An der Nassereinbahn ist ein großer Parkplatz. Wenn nicht grade Dorffest ist, kann man da im Sommer problemlos eine Woche parken.

Ansonsten am Mooserkreuz bei der Einfahrt ins Verwall - ist aber etwas einsam, oder beim Parkplatz Moos.


----------



## Hofbiker (6. August 2013)

mg! schrieb:


> Ansonsten am Mooserkreuz bei der Einfahrt ins Verwall - ist aber etwas einsam, oder beim Parkplatz Moos.


Dieser Parkplatz ist seit diesem Sommer nur noch von 6 Uhr bis 22 Uhr kostenlos!


----------



## transalp.pl (7. August 2013)

In St. Anton kann man außer an der Nassereinbahn auch entlang der Bundesstrasse parken - dort gibt es ein Haufen beschilderte Parkplätze. Im Winter sind sie alle gebührenpflichtig, im Sommer sind aber nur die oberen (also Dorfzentrumnäheren) Plätze gebührenpflichtig. Ein paar hundert Meter weiter sind sie aber frei und auch ohne Zeitbeschränkung, gehen also problemlos auch für eine Woche.

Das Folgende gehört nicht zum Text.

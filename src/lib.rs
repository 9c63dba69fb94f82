//! Cohort Engine - rating normalization and cohort autopick for chess students
//!
//! This crate keeps a student's ratings from several providers up to date,
//! places the student into a training cohort from the preferred rating, and
//! ranks ratings against the population for periodic progress reports.

pub mod cohort;
pub mod config;
pub mod engine;
pub mod error;
pub mod metrics;
pub mod provider;
pub mod rating;
pub mod stats;
pub mod store;
pub mod types;
pub mod utils;

// Re-export commonly used types and traits
pub use error::{EngineError, EngineResult, FetchError, ProviderFailure, Result};
pub use types::*;

// Re-export key components
pub use cohort::CohortResolver;
pub use engine::{AutopickReport, CohortEngine, EngineDeps, UpdateReport};
pub use provider::{ProviderRegistry, RatingProvider, StaticRatingProvider};
pub use store::{InMemoryStudentStore, PopulationSource, StudentStore};

/// Library version
pub const VERSION: &str = env!("CARGO_PKG_VERSION");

Habe ich dieses Jahr schon dort geparkt.


----------



## TitusLE (15. August 2016)

Ich wärme den Thread mal wieder auf, weil ich in knapp zwei Wochen vor einer ähnlichen Frage stehe.
Hat sich was geändert an der Parkplatzsituation? Ich zahle auch gerne ein paar €, wenn das Auto dafür halbwegs sicher steht.


----------



## Hofbiker (15. August 2016)

Es gibt eine Tiefgarage, ich glaube die kostet im Sommer pro Tag 1€uro. Dann gibt es den Parkplatz bei der alten Talstation der Rendlbahn, der ist kostenlos. 
Ansonsten eine E-Mail an die Tourismus Information, die können dich bestens informieren.


----------



## 12die4 (27. Juli 2019)

Kurze Info von mir, da ich Montag auch nach St. Anton für Alpencross anreise:

An der Rendlbahn Talstation ist laut Auskunft des Tourismusverbandes St. Anton immer noch kostenfreies Parken möglich. Eine Woche gar kein Problem. Da der Parkplatz auch noch sehr nah am Bahnhof ist, ist das vermutlich ideal für diejenigen, die mit der Bahn zu Startort zurückreisen.


----------